• Work instructions: Every line from the one containing "use crate::codec::charset::Charset;" down to the last line of the listing below should be restated exactly, and nothing else.

>>>>>

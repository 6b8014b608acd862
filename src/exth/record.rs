//! A single EXTH record and the table of known record codes.

use crate::codec::bytes;

/// Size of the `{type, length}` prefix of every record.
pub const RECORD_PREFIX: usize = 8;

macro_rules! exth_tags {
    ($($variant:ident = $code:literal => $label:literal,)+) => {
        /// Known EXTH record codes.
        ///
        /// Records with codes outside this table are kept verbatim; see
        /// [`ExthRecord::code`].
        #[derive(Debug, Clone, Copy, PartialEq, Eq, Hash)]
        pub enum ExthTag {
            $($variant,)+
        }

        impl ExthTag {
            /// Every known tag, in code order.
            pub const ALL: &'static [ExthTag] = &[$(ExthTag::$variant,)+];

            /// Look up a tag by its numeric code.
            pub fn from_code(code: u32) -> Option<Self> {
                match code {
                    $($code => Some(Self::$variant),)+
                    _ => None,
                }
            }

            /// The numeric code written to the file.
            pub fn code(self) -> u32 {
                match self {
                    $(Self::$variant => $code,)+
                }
            }

            /// Human-readable name, e.g. `"publishing date"`.
            pub fn label(self) -> &'static str {
                match self {
                    $(Self::$variant => $label,)+
                }
            }
        }
    };
}

exth_tags! {
    Author = 100 => "author",
    Publisher = 101 => "publisher",
    Imprint = 102 => "imprint",
    Description = 103 => "description",
    Isbn = 104 => "isbn",
    Subject = 105 => "subject",
    PublishingDate = 106 => "publishing date",
    Review = 107 => "review",
    Contributor = 108 => "contributor",
    Rights = 109 => "rights",
    SubjectCode = 110 => "subject code",
    Type = 111 => "type",
    Source = 112 => "source",
    Asin = 113 => "asin",
    VersionNumber = 114 => "version number",
    Sample = 115 => "sample",
    StartReading = 116 => "start reading",
    Adult = 117 => "adult",
    RetailPrice = 118 => "retail price",
    RetailPriceCurrency = 119 => "retail price currency",
    Tsc = 120 => "tsc",
    Kf8BoundaryOffset = 121 => "kf8 boundary offset",
    FixedLayout = 122 => "fixed layout",
    BookType = 123 => "book type",
    OrientationLock = 124 => "orientation lock",
    CountOfResources = 125 => "count of resources",
    OriginalResolution = 126 => "original resolution",
    ZeroGutter = 127 => "zero gutter",
    ZeroMargin = 128 => "zero margin",
    Kf8CoverUri = 129 => "kf8 cover uri",
    Unknown131 = 131 => "unknown 131",
    RegionMagnification = 132 => "region magnification",
    LendingEnabled = 150 => "lending enabled",
    DictionaryShortName = 200 => "dictionary short name",
    CoverOffset = 201 => "cover offset",
    ThumbnailOffset = 202 => "thumbnail offset",
    HasFakeCover = 203 => "has fake cover",
    CreatorSoftware = 204 => "creator software",
    CreatorMajor = 205 => "creator major",
    CreatorMinor = 206 => "creator minor",
    CreatorBuild = 207 => "creator build",
    Watermark = 208 => "watermark",
    TamperProofKeys = 209 => "tamper proof keys",
    FontSignature = 300 => "font signature",
    ClippingLimit = 401 => "clipping limit",
    PublisherLimit = 402 => "publisher limit",
    Unknown403 = 403 => "unknown 403",
    TtsOff = 404 => "text to speech disabled",
    Borrowed = 405 => "borrowed",
    BorrowedExpiration = 406 => "borrowed expiration",
    Unknown407 = 407 => "unknown 407",
    Unknown450 = 450 => "unknown 450",
    Unknown451 = 451 => "unknown 451",
    Unknown452 = 452 => "unknown 452",
    Unknown453 = 453 => "unknown 453",
    CdeType = 501 => "cde type",
    LastUpdateTime = 502 => "last update time",
    UpdatedTitle = 503 => "updated title",
    AsinCopy = 504 => "asin copy",
    AmazonContentReference = 505 => "amazon content reference",
    TitleLanguage = 506 => "title language",
    TitleDisplayDirection = 507 => "title display direction",
    TitlePronunciation = 508 => "title pronunciation",
    TitleCollation = 509 => "title collation",
    SecondaryTitle = 510 => "secondary title",
    SecondaryTitleLanguage = 511 => "secondary title language",
    SecondaryTitleDirection = 512 => "secondary title direction",
    SecondaryTitlePronunciation = 513 => "secondary title pronunciation",
    SecondaryTitleCollation = 514 => "secondary title collation",
    AuthorLanguage = 515 => "author language",
    AuthorDisplayDirection = 516 => "author display direction",
    AuthorPronunciation = 517 => "author pronunciation",
    AuthorCollation = 518 => "author collation",
    AuthorType = 519 => "author type",
    PublisherLanguage = 520 => "publisher language",
    PublisherDisplayDirection = 521 => "publisher display direction",
    PublisherPronunciation = 522 => "publisher pronunciation",
    PublisherCollation = 523 => "publisher collation",
    Language = 524 => "language",
    Alignment = 525 => "alignment",
    NcxIngestedBySoftware = 526 => "ncx ingested by software",
    PageProgressionDirection = 527 => "page progression direction",
    OverrideKindleFonts = 528 => "override kindle fonts",
    CompressionUpgraded = 529 => "compression upgraded",
    SoftHyphensInContent = 530 => "soft hyphens in content",
    DictionaryInLanguage = 531 => "dictionary input language",
    DictionaryOutLanguage = 532 => "dictionary output language",
    FontConverted = 533 => "font converted",
    AmazonCreatorInfo = 534 => "amazon creator info",
    CreatorBuildNumberCopy = 535 => "creator build number",
    HdMediaContainersInfo = 536 => "hd media containers info",
    ResourceContainerFidelity = 538 => "resource container fidelity",
    HdContainerMimetype = 539 => "hd container mimetype",
    SampleForSpecialPurpose = 540 => "sample for special purpose",
    KindletoolOperationInformation = 541 => "kindletool operation information",
    ContainerId = 542 => "container id",
    AssetType = 543 => "asset type",
    Unknown544 = 544 => "unknown 544",
    InMemory = 547 => "in memory",
}

impl std::fmt::Display for ExthTag {
    fn fmt(&self, f: &mut std::fmt::Formatter<'_>) -> std::fmt::Result {
        f.write_str(self.label())
    }
}

/// One `{type, length, data}` entry of the EXTH block.
#[derive(Debug, Clone, PartialEq, Eq)]
pub struct ExthRecord {
    code: u32,
    data: Vec<u8>,
}

impl ExthRecord {
    /// Create a record for a known tag.
    pub fn new(tag: ExthTag, data: Vec<u8>) -> Self {
        Self::with_code(tag.code(), data)
    }

    /// Create a record for any numeric code, known or not.
    pub fn with_code(code: u32, data: Vec<u8>) -> Self {
        Self { code, data }
    }

    /// Create a record holding a big-endian 32-bit integer.
    pub fn from_u32(tag: ExthTag, value: u32) -> Self {
        Self::new(tag, value.to_be_bytes().to_vec())
    }

    pub fn code(&self) -> u32 {
        self.code
    }

    /// The tag for this record's code, or `None` for codes outside the table.
    pub fn tag(&self) -> Option<ExthTag> {
        ExthTag::from_code(self.code)
    }

    pub fn is(&self, tag: ExthTag) -> bool {
        self.code == tag.code()
    }

    pub fn data(&self) -> &[u8] {
        &self.data
    }

    pub fn set_data(&mut self, data: Vec<u8>) {
        self.data = data;
    }

    /// Data read as an unsigned big-endian integer.
    ///
    /// `None` when the data is empty or wider than 4 bytes.
    pub fn as_u32(&self) -> Option<u32> {
        if self.data.is_empty() || self.data.len() > 4 {
            return None;
        }
        bytes::read_uint(&self.data, 0, self.data.len())
            .ok()
            .map(|v| v as u32)
    }

    /// Replace the data with a 4-byte big-endian integer.
    pub fn set_u32(&mut self, value: u32) {
        self.data = value.to_be_bytes().to_vec();
    }

    /// Serialized length including the 8-byte prefix.
    pub fn size(&self) -> usize {
        self.data.len() + RECORD_PREFIX
    }

    pub(crate) fn write(&self, out: &mut Vec<u8>) {
        bytes::write_u32(out, self.code);
        bytes::write_u32(out, self.size() as u32);
        out.extend_from_slice(&self.data);
    }
}

impl AsRef<ExthRecord> for ExthRecord {
    fn as_ref(&self) -> &ExthRecord {
        self
    }
}

impl AsMut<ExthRecord> for ExthRecord {
    fn as_mut(&mut self) -> &mut ExthRecord {
        self
    }
}
use crate::codec::charset::Charset;
use crate::exth::record::ExthRecord;

/// Text record decoded with the document character set.
#[derive(Debug)]
pub struct StringView<R> {
    record: R,
    charset: Charset,
}

impl<R: AsRef<ExthRecord>> StringView<R> {
    pub fn new(record: R, charset: Charset) -> Self {
        Self { record, charset }
    }

    pub fn value(&self) -> String {
        self.charset.decode(self.record.as_ref().data())
    }

    pub fn record(&self) -> &ExthRecord {
        self.record.as_ref()
    }

    pub fn into_record(self) -> R {
        self.record
    }
}

impl<R: AsRef<ExthRecord> + AsMut<ExthRecord>> StringView<R> {
    pub fn set_value(&mut self, value: &str) {
        let encoded = self.charset.encode(value);
        self.record.as_mut().set_data(encoded);
    }
}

<<<<<

• Written answer:
use crate::codec::charset::Charset;
use crate::exth::record::ExthRecord;

/// Text record decoded with the document character set.
#[derive(Debug)]
pub struct StringView<R> {
    record: R,
    charset: Charset,
}

impl<R: AsRef<ExthRecord>> StringView<R> {
    pub fn new(record: R, charset: Charset) -> Self {
        Self { record, charset }
    }

    pub fn value(&self) -> String {
        self.charset.decode(self.record.as_ref().data())
    }

    pub fn record(&self) -> &ExthRecord {
        self.record.as_ref()
    }

    pub fn into_record(self) -> R {
        self.record
    }
}

impl<R: AsRef<ExthRecord> + AsMut<ExthRecord>> StringView<R> {
    pub fn set_value(&mut self, value: &str) {
        let encoded = self.charset.encode(value);
        self.record.as_mut().set_data(encoded);
    }
}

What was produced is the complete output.